GIVEN DATA below:

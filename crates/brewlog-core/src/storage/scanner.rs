//! Sequential walk over committed pages.
//!
//! Pages are filled from page 0 upwards with records packed from offset 0,
//! so the first header that fails to decode marks the end of the written
//! data in that page. A page counts as full when no record fits in the space
//! left after that point, in which case the walk continues on the next page.
//!
//! A bit flip inside a header makes it look like free space: the walk stops
//! there and any records after it are lost to the scan. That is not corrected
//! here; the scanner only reports it when the bytes after the stop point are
//! not erased.

use log::{debug, info, warn};

use super::device::{BlockDevice, StagingBuffer};
use super::record::{self, EncodedRecord, HEADER_SIZE, RECORD_SIZE};
use super::{DataSet, ERASED_BYTE, PAGE_SIZE, Payload};

/// Where logging can resume after a scan.
#[derive(Debug, Clone, Copy, PartialEq, Eq)]
pub enum ScanOutcome {
    /// Nothing has been written: page 0 starts with blank flash
    Empty,
    /// The next record goes to `offset` in `page`
    ResumeAt { page: u16, offset: u16 },
    /// Every page up to the device's last one is full
    Full,
}

#[derive(Debug, Clone, Copy, PartialEq, Eq)]
pub struct ScanReport {
    pub outcome: ScanOutcome,
    /// Records found before the stop point
    pub records: u32,
    /// Headers with an unexpected size plus non-erased bytes after the stop point
    pub integrity_faults: u16,
}

/// A record read back from flash.
#[derive(Debug, Clone, Copy, PartialEq, Eq)]
pub struct StoredRecord {
    pub page: u16,
    pub offset: u16,
    pub payload: Payload,
    /// Always true unless the `checksum` feature is on and the byte mismatched
    pub checksum_ok: bool,
}

impl StoredRecord {
    pub fn data_set(&self) -> DataSet {
        DataSet::from_payload(&self.payload)
    }
}

enum Step {
    Record { page: u16, offset: u16, size: u8 },
    Gap { page: u16, offset: u16 },
    Exhausted,
}

struct PageWalker {
    scratch: StagingBuffer,
    page: u16,
    offset: u16,
    loaded: bool,
}

impl PageWalker {
    fn new(scratch: StagingBuffer, first_page: u16) -> Self {
        Self {
            scratch,
            page: first_page,
            offset: 0,
            loaded: false,
        }
    }

    fn step<D: BlockDevice>(&mut self, device: &mut D) -> Result<Step, D::Error> {
        loop {
            if !self.loaded {
                if self.page > device.last_page() {
                    return Ok(Step::Exhausted);
                }
                device.load_page_to_buffer(self.scratch, self.page)?;
                device.wait_ready()?;
                self.loaded = true;
                self.offset = 0;
            }

            if self.offset as usize + HEADER_SIZE <= PAGE_SIZE {
                let mut header = [0u8; HEADER_SIZE];
                device.buffer_read(self.scratch, self.offset, &mut header)?;

                if let Some(size) = record::decode_header(header) {
                    let offset = self.offset;
                    self.offset += size as u16;
                    return Ok(Step::Record {
                        page: self.page,
                        offset,
                        size,
                    });
                }
            }

            // Mis-sized headers can leave the offset anywhere, even past the end.
            if self.offset as usize + RECORD_SIZE > PAGE_SIZE {
                match self.page.checked_add(1) {
                    Some(next) => {
                        self.page = next;
                        self.loaded = false;
                    }
                    None => return Ok(Step::Exhausted),
                }
                continue;
            }

            return Ok(Step::Gap {
                page: self.page,
                offset: self.offset,
            });
        }
    }
}

fn is_well_formed(offset: u16, size: u8) -> bool {
    size as usize == RECORD_SIZE && offset as usize + RECORD_SIZE <= PAGE_SIZE
}

/// Find the first free slot after the last record on the device.
///
/// `scratch` must be the staging buffer not claimed by the logging session;
/// its contents are overwritten.
pub fn locate_resume_point<D: BlockDevice>(
    device: &mut D,
    scratch: StagingBuffer,
) -> Result<ScanReport, D::Error> {
    let mut walker = PageWalker::new(scratch, 0);
    let mut records: u32 = 0;
    let mut integrity_faults: u16 = 0;

    let outcome = loop {
        match walker.step(device)? {
            Step::Record { page, offset, size } => {
                records += 1;
                if !is_well_formed(offset, size) {
                    warn!(
                        "Header at page {} offset {} declares {} bytes, expected {}",
                        page, offset, size, RECORD_SIZE
                    );
                    integrity_faults = integrity_faults.saturating_add(1);
                }
            }
            Step::Gap { page, offset } => {
                if !tail_is_erased(device, scratch, offset)? {
                    warn!(
                        "Page {} holds data after offset {}; records past a damaged header are lost",
                        page, offset
                    );
                    integrity_faults = integrity_faults.saturating_add(1);
                }

                if page == 0 && offset == 0 {
                    break ScanOutcome::Empty;
                }
                break ScanOutcome::ResumeAt { page, offset };
            }
            Step::Exhausted => break ScanOutcome::Full,
        }
    };

    match outcome {
        ScanOutcome::Empty => info!("The device is empty"),
        ScanOutcome::Full => info!("The device is full ({} records)", records),
        ScanOutcome::ResumeAt { page, offset } => info!(
            "Found {} records; next data set goes to page {:#06X} offset {:#06X}",
            records, page, offset
        ),
    }

    Ok(ScanReport {
        outcome,
        records,
        integrity_faults,
    })
}

fn tail_is_erased<D: BlockDevice>(
    device: &mut D,
    scratch: StagingBuffer,
    from: u16,
) -> Result<bool, D::Error> {
    let mut chunk = [0u8; 32];
    let mut offset = from as usize;

    while offset < PAGE_SIZE {
        let len = (PAGE_SIZE - offset).min(chunk.len());
        device.buffer_read(scratch, offset as u16, &mut chunk[..len])?;
        if chunk[..len].iter().any(|&b| b != ERASED_BYTE) {
            return Ok(false);
        }
        offset += len;
    }

    Ok(true)
}

/// Iterator over committed records in write order, starting at page 0.
///
/// Records still sitting in the active staging buffer are not visible until
/// they are committed.
pub struct RecordReader<'a, D: BlockDevice> {
    device: &'a mut D,
    walker: PageWalker,
    done: bool,
}

impl<'a, D: BlockDevice> RecordReader<'a, D> {
    pub fn new(device: &'a mut D, scratch: StagingBuffer) -> Self {
        Self {
            device,
            walker: PageWalker::new(scratch, 0),
            done: false,
        }
    }
}

impl<D: BlockDevice> Iterator for RecordReader<'_, D> {
    type Item = Result<StoredRecord, D::Error>;

    fn next(&mut self) -> Option<Self::Item> {
        while !self.done {
            match self.walker.step(&mut *self.device) {
                Ok(Step::Record { page, offset, size }) => {
                    if !is_well_formed(offset, size) {
                        debug!("Skipping {}-byte record at page {} offset {}", size, page, offset);
                        continue;
                    }
                    return Some(read_record(&mut *self.device, self.walker.scratch, page, offset));
                }
                Ok(_) => self.done = true,
                Err(e) => {
                    self.done = true;
                    return Some(Err(e));
                }
            }
        }
        None
    }
}

fn read_record<D: BlockDevice>(
    device: &mut D,
    scratch: StagingBuffer,
    page: u16,
    offset: u16,
) -> Result<StoredRecord, D::Error> {
    let mut bytes: EncodedRecord = [0u8; RECORD_SIZE];
    device.buffer_read(scratch, offset, &mut bytes)?;

    let checksum_ok = record::verify(&bytes);
    if !checksum_ok {
        warn!("Checksum mismatch in record at page {} offset {}", page, offset);
    }

    Ok(StoredRecord {
        page,
        offset,
        payload: record::payload_of(&bytes),
        checksum_ok,
    })
}

/// Fetch the `index`-th record stored in `page`.
pub fn retrieve<D: BlockDevice>(
    device: &mut D,
    scratch: StagingBuffer,
    page: u16,
    index: u16,
) -> Result<Option<StoredRecord>, D::Error> {
    if page > device.last_page() {
        return Ok(None);
    }

    let mut walker = PageWalker::new(scratch, page);
    let mut remaining = index;

    loop {
        match walker.step(device)? {
            Step::Record {
                page: found,
                offset,
                size,
            } if found == page => {
                if remaining == 0 {
                    if !is_well_formed(offset, size) {
                        return Ok(None);
                    }
                    return read_record(device, scratch, page, offset).map(Some);
                }
                remaining -= 1;
            }
            _ => return Ok(None),
        }
    }
}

End of GIVEN DATA.

- _WORK INSTRUCTIONS_
Note how many lines of the records contain the string "PageWalker", and give that number with nothing added.

- _SOLUTION FOR THIS PROBLEM_
6